Problem details: Print this span of the material below exactly: the line with "pub mod env_file;", the line with "instead of exiting.", and every line between them, but nothing else.

Data for the task:
☆ ☆ ☆

//! In-memory blob store implementation

use crate::store::BlobStore;
use crate::{BlobError, Result, validate_path};
use async_trait::async_trait;
use std::collections::BTreeMap;
use std::sync::{Arc, RwLock};

/// In-memory blob store.
///
/// This is primarily for testing and demonstration purposes.
/// Blobs are stored in memory and are not persisted across restarts.
#[derive(Clone, Default)]
pub struct InMemoryBlobStore {
    blobs: Arc<RwLock<BTreeMap<String, String>>>,
}

impl InMemoryBlobStore {
    /// Create a new in-memory blob store
    pub fn new() -> Self {
        Self {
            blobs: Arc::new(RwLock::new(BTreeMap::new())),
        }
    }

    /// Whether a blob exists at the given path
    pub fn contains(&self, path: &str) -> bool {
        self.blobs.read().unwrap().contains_key(path)
    }

    /// Number of stored blobs
    pub fn len(&self) -> usize {
        self.blobs.read().unwrap().len()
    }

    /// Whether the store holds no blobs
    pub fn is_empty(&self) -> bool {
        self.len() == 0
    }
}

#[async_trait]
impl BlobStore for InMemoryBlobStore {
    async fn write(&self, path: &str, content: &str) -> Result<()> {
        validate_path(path)?;

        let mut blobs = self.blobs.write().unwrap();
        blobs.insert(path.to_string(), content.to_string());

        Ok(())
    }

    async fn read(&self, path: &str) -> Result<String> {
        validate_path(path)?;

        let blobs = self.blobs.read().unwrap();
        blobs
            .get(path)
            .cloned()
            .ok_or_else(|| BlobError::NotFound(path.to_string()))
    }
}

#[cfg(test)]
mod tests {
    use super::*;

    #[tokio::test]
    async fn test_write_and_read() {
        let store = InMemoryBlobStore::new();

        store.write("snippets/a.json", "content").await.unwrap();

        assert!(store.contains("snippets/a.json"));
        assert_eq!(store.read("snippets/a.json").await.unwrap(), "content");
    }

    #[tokio::test]
    async fn test_read_missing_blob() {
        let store = InMemoryBlobStore::new();

        let result = store.read("snippets/missing.json").await;
        assert!(matches!(result, Err(BlobError::NotFound(_))));
    }

    #[tokio::test]
    async fn test_clones_share_storage() {
        let store = InMemoryBlobStore::new();
        let view = store.clone();

        store.write("snippets/a.json", "shared").await.unwrap();

        assert_eq!(view.read("snippets/a.json").await.unwrap(), "shared");
        assert_eq!(view.len(), 1);
    }

    #[tokio::test]
    async fn test_empty_store() {
        let store = InMemoryBlobStore::new();
        assert!(store.is_empty());
        assert!(!store.contains("snippets/a.json"));
    }
}
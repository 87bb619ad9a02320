//! Host surface for Fieldvault
//!
//! This crate provides what the managed trigger host supplies in production:
//! - an immutable tool registry built once at process start
//! - invocation payload parsing and dispatch by tool name
//! - a REST surface advertising registrations and accepting invocations

pub mod bootstrap;
pub mod dispatch;
pub mod registry;
pub mod rest;

// Re-exports
pub use bootstrap::{build_registry, build_store};
pub use dispatch::{Dispatcher, TriggerPayload};
pub use registry::{ToolRegistration, ToolRegistry, ToolRegistryBuilder};
pub use rest::{create_router, serve};
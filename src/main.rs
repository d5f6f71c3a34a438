//! Euphoria CLI entry point.

use clap::Parser;

use euphoria::cli::{handle_error, run, Cli};

fn main() {
    let cli = Cli::parse();

    if let Err(err) = run(&cli) {
        handle_error(&err, cli.json);
    }
}
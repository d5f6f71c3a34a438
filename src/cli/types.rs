//! CLI type definitions
//!
//! This module contains clap command structures that define the CLI interface.

use std::path::PathBuf;

use clap::{Parser, Subcommand};

use crate::infrastructure::config::{LoadOptions, RunMode, ValidationMode};

#[derive(Parser, Debug)]
#[command(name = "euphoria")]
#[command(about = "Euphoria bot configuration tool", long_about = None)]
#[command(version)]
pub struct Cli {
    #[command(subcommand)]
    pub command: Commands,

    /// Output in JSON format
    #[arg(short, long, global = true)]
    pub json: bool,

    /// Environment mode; `production` reads `.env.production`
    #[arg(long, global = true, env = "APP_ENV", value_parser = parse_mode)]
    pub mode: Option<RunMode>,

    /// Directory containing the env files
    #[arg(long, global = true, default_value = ".")]
    pub env_dir: PathBuf,

    /// Only use variables already set in the process environment
    #[arg(long, global = true)]
    pub no_env_file: bool,
}

#[derive(Subcommand, Debug, Clone, PartialEq, Eq)]
pub enum Commands {
    /// Validate the environment and report every problem
    Check,

    /// Print the assembled configuration with secrets masked
    Show {
        /// Show legacy flat variable names instead of sections
        #[arg(long)]
        flat: bool,
    },

    /// List every environment variable the bot reads
    Schema,
}

#[allow(clippy::unnecessary_wraps)]
fn parse_mode(value: &str) -> Result<RunMode, String> {
    Ok(RunMode::from_indicator(Some(value)))
}

impl Cli {
    pub fn load_options(&self, validation: ValidationMode) -> LoadOptions {
        LoadOptions {
            env_dir: self.env_dir.clone(),
            mode: self.mode,
            load_env_file: !self.no_env_file,
            validation,
        }
    }
}
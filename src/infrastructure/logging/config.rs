use anyhow::{Context, Result};
use figment::providers::{Env, Serialized};
use figment::Figment;
use serde::{Deserialize, Serialize};

use crate::domain::models::{LogLevel, LoggingConfig};

/// Logging configuration
#[derive(Debug, Clone, Copy, PartialEq, Eq)]
pub struct LogConfig {
    /// Bot log level from `LOG_LEVEL`
    pub level: LogLevel,

    /// Output format (json, pretty)
    pub format: LogFormat,

    /// Colorize pretty output
    pub ansi: bool,
}

#[derive(Debug, Clone, Copy, Serialize, Deserialize, PartialEq, Eq, Default)]
#[serde(rename_all = "lowercase")]
pub enum LogFormat {
    Json,
    #[default]
    Pretty,
}

/// Output settings of the logger itself, independent of the bot environment.
///
/// Precedence (lowest to highest):
/// 1. Programmatic defaults (Serialized)
/// 2. Environment variables (`EUPHORIA_LOG_*` prefix)
#[derive(Debug, Clone, Copy, Serialize, Deserialize, PartialEq, Eq)]
pub struct LogSettings {
    #[serde(default)]
    pub format: LogFormat,

    #[serde(default = "default_true")]
    pub ansi: bool,
}

impl Default for LogSettings {
    fn default() -> Self {
        Self {
            format: LogFormat::default(),
            ansi: default_true(),
        }
    }
}

const fn default_true() -> bool {
    true
}

impl LogSettings {
    pub fn load() -> Result<Self> {
        Self::figment()
            .extract()
            .context("Failed to extract logging settings from figment")
    }

    fn figment() -> Figment {
        Figment::new()
            .merge(Serialized::defaults(Self::default()))
            .merge(Env::prefixed("EUPHORIA_LOG_"))
    }
}

impl LogConfig {
    pub const fn new(level: LogLevel, settings: LogSettings) -> Self {
        Self {
            level,
            format: settings.format,
            ansi: settings.ansi,
        }
    }

    /// Logger setup for a loaded configuration section
    pub const fn from_section(section: &LoggingConfig, settings: LogSettings) -> Self {
        Self::new(section.level, settings)
    }
}

impl Default for LogConfig {
    fn default() -> Self {
        Self::new(LogLevel::default(), LogSettings::default())
    }
}
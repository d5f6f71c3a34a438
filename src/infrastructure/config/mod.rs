//! Configuration management infrastructure
//!
//! Environment driven configuration pipeline:
//! - `.env` file loading (defaults only, never overrides)
//! - Declarative schema with typed defaults
//! - Validation collecting every failure
//! - Assembly into the sectioned config object

pub mod assembler;
pub mod env_file;
pub mod loader;
pub mod schema;
pub mod validator;

pub use assembler::{assemble, connection_uri};
pub use env_file::{EnvFileLoader, LoadReport, RunMode};
pub use loader::{ConfigLoader, LoadOptions, LoadOutcome};
pub use schema::{coerce, parse_id_list, EnvValue, Fallback, SchemaEntry, VarKind, SCHEMA};
pub use validator::{validate, RawEnv, ValidatedEnv, ValidationMode};

/// Load configuration with default options.
///
/// Reads `./.env` (or `./.env.production` when `APP_ENV=production`) and
/// returns the validation failure instead of exiting.
pub fn load_configuration() -> Result<crate::Config, crate::ValidationError> {
    ConfigLoader::load(&LoadOptions::default())
}
//! Output formatting utilities for the CLI.

use comfy_table::{presets, Cell, CellAlignment, ContentArrangement, Table};
use serde::Serialize;

pub trait CommandOutput: Serialize {
    fn to_human(&self) -> String;
    fn to_json(&self) -> serde_json::Value;
}

pub fn output<T: CommandOutput>(result: &T, json_mode: bool) {
    if json_mode {
        println!(
            "{}",
            serde_json::to_string_pretty(&result.to_json()).unwrap_or_default()
        );
    } else {
        println!("{}", result.to_human());
    }
}

/// Create a standard list table with the given headers.
///
/// Uses the NOTHING preset (no borders) for a clean CLI aesthetic.
pub fn list_table(headers: &[&str]) -> Table {
    let mut table = Table::new();
    table
        .load_preset(presets::NOTHING)
        .set_content_arrangement(ContentArrangement::Dynamic)
        .set_header(
            headers
                .iter()
                .map(|h| Cell::new(h.to_uppercase()).set_alignment(CellAlignment::Left)),
        );
    table
}

/// Display form of a possibly empty value
pub fn or_unset(value: &str) -> String {
    if value.is_empty() {
        "(unset)".to_string()
    } else {
        value.to_string()
    }
}
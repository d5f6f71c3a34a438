//! Infrastructure layer: environment loading, validation and logging.

pub mod config;
pub mod logging;
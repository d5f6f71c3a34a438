//! `.env` file loading.
//!
//! File values act as defaults: a variable already present in the process
//! environment is never overwritten. Loading never fails; a missing or broken
//! file only means fewer variables.

use std::path::{Path, PathBuf};

use serde::Serialize;
use tracing::{debug, warn};

/// Which environment file to read
#[derive(Debug, Clone, Copy, PartialEq, Eq, Default, Serialize)]
#[serde(rename_all = "lowercase")]
pub enum RunMode {
    #[default]
    Default,
    Production,
}

impl RunMode {
    /// Name of the variable holding the mode indicator
    pub const INDICATOR_VAR: &'static str = "APP_ENV";

    /// `production` (any case, surrounding whitespace ignored) selects production
    pub fn from_indicator(indicator: Option<&str>) -> Self {
        match indicator {
            Some(value) if value.trim().eq_ignore_ascii_case("production") => Self::Production,
            _ => Self::Default,
        }
    }

    /// Mode indicated by the current process environment
    pub fn from_process() -> Self {
        Self::from_indicator(std::env::var(Self::INDICATOR_VAR).ok().as_deref())
    }

    pub const fn file_name(self) -> &'static str {
        match self {
            Self::Default => ".env",
            Self::Production => ".env.production",
        }
    }
}

/// Outcome of one load pass
#[derive(Debug, Clone, PartialEq, Eq, Serialize)]
pub struct LoadReport {
    pub path: PathBuf,
    pub found: bool,
    /// Variables set from the file
    pub applied: Vec<String>,
    /// Variables left untouched because the process already had them
    pub skipped: Vec<String>,
    pub malformed_lines: usize,
}

impl LoadReport {
    fn empty(path: PathBuf) -> Self {
        Self {
            path,
            found: false,
            applied: Vec::new(),
            skipped: Vec::new(),
            malformed_lines: 0,
        }
    }
}

/// Loads `KEY=value` files into the process environment
#[derive(Debug, Clone)]
pub struct EnvFileLoader {
    dir: PathBuf,
}

impl EnvFileLoader {
    pub fn new(dir: impl Into<PathBuf>) -> Self {
        Self { dir: dir.into() }
    }

    pub fn path_for(&self, mode: RunMode) -> PathBuf {
        self.dir.join(mode.file_name())
    }

    /// Load the file selected by `mode`
    pub fn load(&self, mode: RunMode) -> LoadReport {
        load_file(&self.path_for(mode))
    }
}

/// Merge one env file into the process environment
pub fn load_file(path: &Path) -> LoadReport {
    let mut report = LoadReport::empty(path.to_path_buf());

    let iter = match dotenvy::from_path_iter(path) {
        Ok(iter) => iter,
        Err(err) if err.not_found() => {
            debug!(path = %path.display(), "no env file, nothing to load");
            return report;
        }
        Err(err) => {
            warn!(path = %path.display(), error = %err, "env file unreadable, skipping");
            return report;
        }
    };
    report.found = true;

    for item in iter {
        match item {
            Ok((key, value)) => {
                if std::env::var_os(&key).is_some() {
                    report.skipped.push(key);
                } else {
                    std::env::set_var(&key, value);
                    report.applied.push(key);
                }
            }
            Err(dotenvy::Error::LineParse(line, index)) => {
                warn!(
                    path = %path.display(),
                    line = %line,
                    index,
                    "ignoring malformed env file line"
                );
                report.malformed_lines += 1;
            }
            Err(err) => {
                warn!(path = %path.display(), error = %err, "stopped reading env file");
                break;
            }
        }
    }

    debug!(
        path = %path.display(),
        applied = report.applied.len(),
        skipped = report.skipped.len(),
        malformed = report.malformed_lines,
        "env file loaded"
    );
    report
}
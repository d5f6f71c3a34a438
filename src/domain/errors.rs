use thiserror::Error;

/// A single environment variable that failed validation
#[derive(Error, Debug, Clone, PartialEq, Eq)]
pub enum EnvVarError {
    #[error("{name}: required variable is not set")]
    MissingRequired { name: String },

    #[error("{name}: invalid value \"{value}\" ({reason})")]
    InvalidValue {
        name: String,
        value: String,
        reason: String,
    },
}

impl EnvVarError {
    /// Name of the offending variable
    pub fn name(&self) -> &str {
        match self {
            Self::MissingRequired { name } | Self::InvalidValue { name, .. } => name,
        }
    }

    pub const fn is_missing(&self) -> bool {
        matches!(self, Self::MissingRequired { .. })
    }
}

/// Aggregate failure of one validation pass.
///
/// Holds every broken or missing variable in schema order, never just the first.
#[derive(Error, Debug, Clone, PartialEq, Eq)]
#[error("Invalid environment variables:\n{}", format_errors(.errors))]
pub struct ValidationError {
    errors: Vec<EnvVarError>,
}

fn format_errors(errors: &[EnvVarError]) -> String {
    errors
        .iter()
        .map(|e| format!("    {e}"))
        .collect::<Vec<_>>()
        .join("\n")
}

impl ValidationError {
    /// Build an aggregate from collected failures, `None` when there are none
    pub fn from_errors(errors: Vec<EnvVarError>) -> Option<Self> {
        if errors.is_empty() {
            None
        } else {
            Some(Self { errors })
        }
    }

    pub fn errors(&self) -> &[EnvVarError] {
        &self.errors
    }

    /// Names of every offending variable
    pub fn names(&self) -> Vec<&str> {
        self.errors.iter().map(EnvVarError::name).collect()
    }

    pub fn contains(&self, name: &str) -> bool {
        self.errors.iter().any(|e| e.name() == name)
    }

    pub fn len(&self) -> usize {
        self.errors.len()
    }

    /// Always false, an aggregate is never built from zero failures
    pub fn is_empty(&self) -> bool {
        self.errors.is_empty()
    }
}
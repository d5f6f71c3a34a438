//! Euphoria - environment configuration for the Euphoria bot
//!
//! Validates process environment variables against a declarative schema and
//! assembles one immutable, sectioned [`Config`] for the rest of the bot.
//!
//! # Architecture
//!
//! - **Domain Layer** (`domain`): the configuration object and error model
//! - **Infrastructure Layer** (`infrastructure`): env file loading, schema
//!   validation, assembly and logging
//! - **CLI Layer** (`cli`): command-line interface
//!
//! # Example
//!
//! ```no_run
//! use euphoria::{ConfigLoader, LoadOptions};
//!
//! fn main() -> anyhow::Result<()> {
//!     let config = ConfigLoader::load(&LoadOptions::default())?;
//!     println!("connecting to {}", config.redacted().database.uri);
//!     Ok(())
//! }
//! ```

pub mod cli;
pub mod domain;
pub mod infrastructure;

// Re-export commonly used types for convenience
pub use domain::errors::{EnvVarError, ValidationError};
pub use domain::models::{
    Config, DatabaseConfig, HumanDesignConfig, LegacyAliases, LogLevel, LoggingConfig,
    OpenAiConfig, ReanalysisConfig, SupportConfig, TelegramConfig,
};
pub use infrastructure::config::{
    assemble, load_configuration, validate, ConfigLoader, EnvFileLoader, LoadOptions,
    LoadOutcome, RawEnv, RunMode, ValidatedEnv, ValidationMode, SCHEMA,
};
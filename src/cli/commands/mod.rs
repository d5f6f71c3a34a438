//! CLI command implementations.

pub mod check;
pub mod schema;
pub mod show;
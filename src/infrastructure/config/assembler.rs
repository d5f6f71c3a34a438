//! Maps a validated environment onto the sectioned [`Config`].

use super::validator::ValidatedEnv;
use crate::domain::models::config::{
    Config, DatabaseConfig, HumanDesignConfig, LoggingConfig, OpenAiConfig, ReanalysisConfig,
    SupportConfig, TelegramConfig,
};

/// Build the configuration object.
///
/// Pure and infallible: `env` is expected to come from [`super::validate`] run
/// against [`super::SCHEMA`]. A variable of the wrong kind would fall back to
/// its zero value, which cannot happen for that schema.
pub fn assemble(env: &ValidatedEnv) -> Config {
    let port = port_string(env, "MONGODB_PORT");
    let host = text(env, "MONGODB_HOST");
    let user = text(env, "MONGODB_USER");
    let password = text(env, "MONGODB_PASSWORD");
    let database = text(env, "MONGODB_DATABASE");
    let uri = connection_uri(&host, &port, &user, &password, &database);

    Config {
        telegram: TelegramConfig {
            token: text(env, "TELEGRAM_API_TOKEN"),
            max_voice_message_length_seconds: int(env, "MAX_VOICE_MESSAGE_LENGTH_SECONDS"),
        },
        openai: OpenAiConfig {
            api_key: text(env, "OPENAI_API_KEY"),
            gpt_version: text(env, "GPT_VERSION"),
        },
        human_design: HumanDesignConfig {
            api_key: text(env, "HUMAN_DESIGN_API_KEY"),
            base_url: text(env, "HUMAN_DESIGN_API_BASE_URL"),
        },
        database: DatabaseConfig {
            host,
            port,
            user,
            password,
            database,
            mongo_express_port: port_string(env, "MONGO_EXPRESS_PORT"),
            uri,
        },
        logging: LoggingConfig {
            level: env.log_level("LOG_LEVEL").unwrap_or_default(),
        },
        support: SupportConfig {
            chat_id: text(env, "SUPPORT_CHAT_ID"),
            admin_chat_id: text(env, "ADMIN_CHAT_ID"),
            admin_ids: env.id_list("ADMIN_IDS").map(<[i64]>::to_vec).unwrap_or_default(),
            notification_alert_threshold: int(env, "NOTIFICATION_ALERT_THRESHOLD"),
            max_notification_retries: int(env, "MAX_NOTIFICATION_RETRIES"),
        },
        reanalysis: ReanalysisConfig {
            batch_size: int(env, "REANALYSIS_BATCH_SIZE"),
            progress_interval: int(env, "REANALYSIS_PROGRESS_INTERVAL"),
        },
    }
}

/// MongoDB connection string.
///
/// With a password the credentials are embedded and `authSource=admin` is set.
/// Without one the user is dropped as well, even when it is non-empty.
pub fn connection_uri(host: &str, port: &str, user: &str, password: &str, database: &str) -> String {
    if password.is_empty() {
        format!("mongodb://{host}:{port}/{database}")
    } else {
        format!("mongodb://{user}:{password}@{host}:{port}/{database}?authSource=admin")
    }
}

fn text(env: &ValidatedEnv, name: &str) -> String {
    debug_assert!(env.str(name).is_some(), "{name} is not a validated string");
    env.str(name).unwrap_or_default().to_string()
}

fn int(env: &ValidatedEnv, name: &str) -> i64 {
    debug_assert!(env.int(name).is_some(), "{name} is not a validated integer");
    env.int(name).unwrap_or_default()
}

fn port_string(env: &ValidatedEnv, name: &str) -> String {
    debug_assert!(env.port(name).is_some(), "{name} is not a validated port");
    env.port(name).unwrap_or_default().to_string()
}
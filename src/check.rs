use aws_sdk_s3::error::DisplayErrorContext;

use crate::aws;
use crate::config::DeployConfig;
use crate::error::{DeployError, Result};
use crate::ssh;

/// Connectivity preflight: proves the AWS credentials work by listing
/// buckets, then opens and closes an SSH session when an EC2 host is
/// configured. Makes no changes anywhere.
pub async fn run(config: &DeployConfig) -> Result<()> {
    let sdk = aws::sdk_config(config).await;
    let client = aws_sdk_s3::Client::new(&sdk);
    let buckets = client.list_buckets().send().await.map_err(|err| {
        DeployError::Verification(format!("list buckets: {}", DisplayErrorContext(&err)))
    })?;
    println!(
        "AWS credentials OK ({} buckets visible in {})",
        buckets.buckets().len(),
        config.aws_region
    );

    match (&config.ec2_host, &config.ec2_username) {
        (Some(host), Some(username)) => {
            let session = ssh::connect(host, config.ec2_port, username, &config.ec2_key_path)?;
            drop(session);
            println!("SSH connection to {username}@{host} OK");
        }
        _ => println!("EC2 host not configured; skipping SSH check"),
    }
    Ok(())
}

☆ ☆ ☆

Task answer:
pub mod env_file;
pub mod loader;
pub mod schema;
pub mod validator;

pub use assembler::{assemble, connection_uri};
pub use env_file::{EnvFileLoader, LoadReport, RunMode};
pub use loader::{ConfigLoader, LoadOptions, LoadOutcome};
pub use schema::{coerce, parse_id_list, EnvValue, Fallback, SchemaEntry, VarKind, SCHEMA};
pub use validator::{validate, RawEnv, ValidatedEnv, ValidationMode};

/// Load configuration with default options.
///
/// Reads `./.env` (or `./.env.production` when `APP_ENV=production`) and
/// returns the validation failure instead of exiting.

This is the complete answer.